Changing stroke rehab and research worldwide now.Time is Brain! trillions and trillions of neurons that DIE each day because there are NO effective hyperacute therapies besides tPA(only 12% effective). I have 523 posts on hyperacute therapy, enough for researchers to spend decades proving them out. These are my personal ideas and blog on stroke rehabilitation and stroke research. Do not attempt any of these without checking with your medical provider. Unless you join me in agitating, when you need these therapies they won't be there.

What this blog is for:

My blog is not to help survivors recover, it is to have the 10 million yearly stroke survivors light fires underneath their doctors, stroke hospitals and stroke researchers to get stroke solved. 100% recovery. The stroke medical world is completely failing at that goal, they don't even have it as a goal. Shortly after getting out of the hospital and getting NO information on the process or protocols of stroke rehabilitation and recovery I started searching on the internet and found that no other survivor received useful information. This is an attempt to cover all stroke rehabilitation information that should be readily available to survivors so they can talk with informed knowledge to their medical staff. It lays out what needs to be done to get stroke survivors closer to 100% recovery. It's quite disgusting that this information is not available from every stroke association and doctors group.

Wednesday, February 19, 2020

Flickering Light Convinces Brain Proteins to Fight Alzheimer’s Disease

Did your stroke hospital and doctors going do one damn thing when this came out a year ago to see this gets tested in humans? Or will they sit with their heads up their asses sucking on their thumbs waiting for SOMEONE ELSE TO SOLVE THE PROBLEM? 

 

Flashing Light, Sound Restore Memory in Alzheimer's Mice Flashing Light, Sound Restore Memory in Alzheimer's Mice March 2019

 

Are you willing to try this even without human research? What is the downside?

The latest here which your stroke hospital will also ignore. Do you prefer your incompetency NOT KNOWING, or NOT DOING?

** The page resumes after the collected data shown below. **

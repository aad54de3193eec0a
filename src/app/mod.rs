pub mod config;
pub mod controller;
pub mod factory;
pub mod routes;
pub mod services;
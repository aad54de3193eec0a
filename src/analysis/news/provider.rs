use anyhow::Result;
use async_trait::async_trait;
use std::sync::Mutex;

use crate::analysis::evaluation::Language;
use crate::analysis::news::cache::{self, NewsCache};
use crate::analysis::news::models::NewsArticle;

/// Days of news freshness for an analysis timeframe; unknown values mean one year.
pub fn timeframe_days(timeframe: &str) -> u32 {
  match timeframe.trim() {
    "6 months" => 180,
    "1 year" => 365,
    "2 years" => 730,
    "5 years" => 1825,
    _ => 365,
  }
}

pub fn format_news_for_prompt(news_articles: &[NewsArticle]) -> String {
  if news_articles.is_empty() {
    return "No recent news articles found.".to_string();
  }

  let mut formatted_news = String::from("Recent News Articles:\n\n");
  for article in news_articles {
    formatted_news.push_str(&format!("Title: {}\n", article.title));
    formatted_news.push_str(&format!("Source: {}\n", article.source));
    formatted_news.push_str(&format!("Date: {}\n", article.published));
    formatted_news.push_str(&format!("Summary: {}\n", article.description));
    formatted_news.push_str(&format!("Link: {}\n", article.link));
    formatted_news.push_str(&"-".repeat(80));
    formatted_news.push('\n');
  }

  return formatted_news;
}

/// A company news search backend.
#[async_trait]
pub trait NewsProvider : Send + Sync {
  fn name(&self) -> &'static str;

  async fn search(&self, company: &str, timeframe: &str, language: Language) -> Result<Vec<NewsArticle>>;

  /// Recent news for a company, served from the global cache when possible.
  /// Failures are logged and yield an empty list.
  async fn fetch_company_news(&self, company: &str, timeframe: &str, language: Language) -> Vec<NewsArticle> {
    let key: String = NewsCache::cache_key(self.name(), company, timeframe, language.code());
    let news_cache: &'static Mutex<NewsCache> = cache::get_cache();

    if let Ok(cache_guard) = news_cache.lock() {
      let cached = cache_guard.get_company_news(&key);
      if !cached.is_empty() {
        log::info!("Returning company news for {} from cache.", company);
        return cached;
      }
    }

    match self.search(company, timeframe, language).await {
      Ok(articles) => {
        if !articles.is_empty() {
          match news_cache.lock() {
            Ok(mut cache_guard) => {
              cache_guard.set_company_news(&key, articles.clone());
              log::debug!("News cache holds {} searches", cache_guard.len());
            }
            Err(e) => log::error!("News cache lock poisoned, not caching {}: {}", company, e),
          }
        }
        articles
      }
      Err(e) => {
        log::error!("Error fetching news from {} for {}: {:#}", self.name(), company, e);
        Vec::new()
      }
    }
  }
}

Flickering Light Convinces Brain Proteins to Fight Alzheimer’s Disease


Building upon a significant 2016 study that established a link between flickering light and Alzheimer’s treatment, researchers at Georgia Tech have now tapped into the brain chemistry behind the light’s effectiveness.
The original study, authored by Annabelle Singer when she was a professor at MIT, discovered that light flickering at 40 Hz entices brain immune cells—called microglia—to purge amyloid beta plaque, which have long been linked to the onset of Alzheimer’s Disease. The 40 Hz frequency stems from the observation that brains of Alzheimer's patients suffer early on from a lack of gamma, moments of gentle, constant brain waves that activate neuron activity. Its most common frequency is around 40 Hz—making that number the perfect target. (It’s worth nothing that, in an unrelated 2016 study, research connected gamma to working memory, a function key to train of thought.)
In the current study, Singer and colleagues in her Georgia Tech lab exposed healthy mice to light pulsing at 40 Hz and saw a surge of cytokines, accompanied by phosphoproteins. According to the researchers, the surging cytokines hinted at a connection with microglial activity, and in particular, the cytokine Macrophage Colony-Stimulating Factor (M-CSF). Since the phosphoproteins showed up first—about 15 minutes into the flickering of the light—the researchers hypothesize the proteins actually triggered the release of the cytokines at about the 1-hour mark.
“The vast majority of cytokines went up, some anti-inflammatory and some inflammatory, and it was a transient response,” said Georgia Tech’s Levi Wood, who co-led the study. “Often, a transient inflammatory response can promote pathogen clearance; it can promote repair.”
Interestingly, while the study was conducted on mice, the results are directly related to an undergoing human clinical trial at Emory University.
"I'll be running samples from mice in the lab, and around the same time, a colleague will be doing a strikingly similar analysis on patient fluid samples," said Kristie Garza, graduate research assistant in the Singer Lab and the study's first author.
In future studies, the researchers plan to look for a causal connection between a surge of cytokines and microglia activation. Additionally, based on results from stimuli intended as controls, the researchers may examine additional light frequencies—especially 20 Hz.
“At 20 Hz, cytokine levels were way down. That could be useful, too. There may be circumstances where you want to suppress cytokines,” said Singer. “We're thinking different kinds of stimulation could potentially become a platform of tools in a variety of contexts like Parkinson's or schizophrenia. Many neurological disorders are associated with immune response.”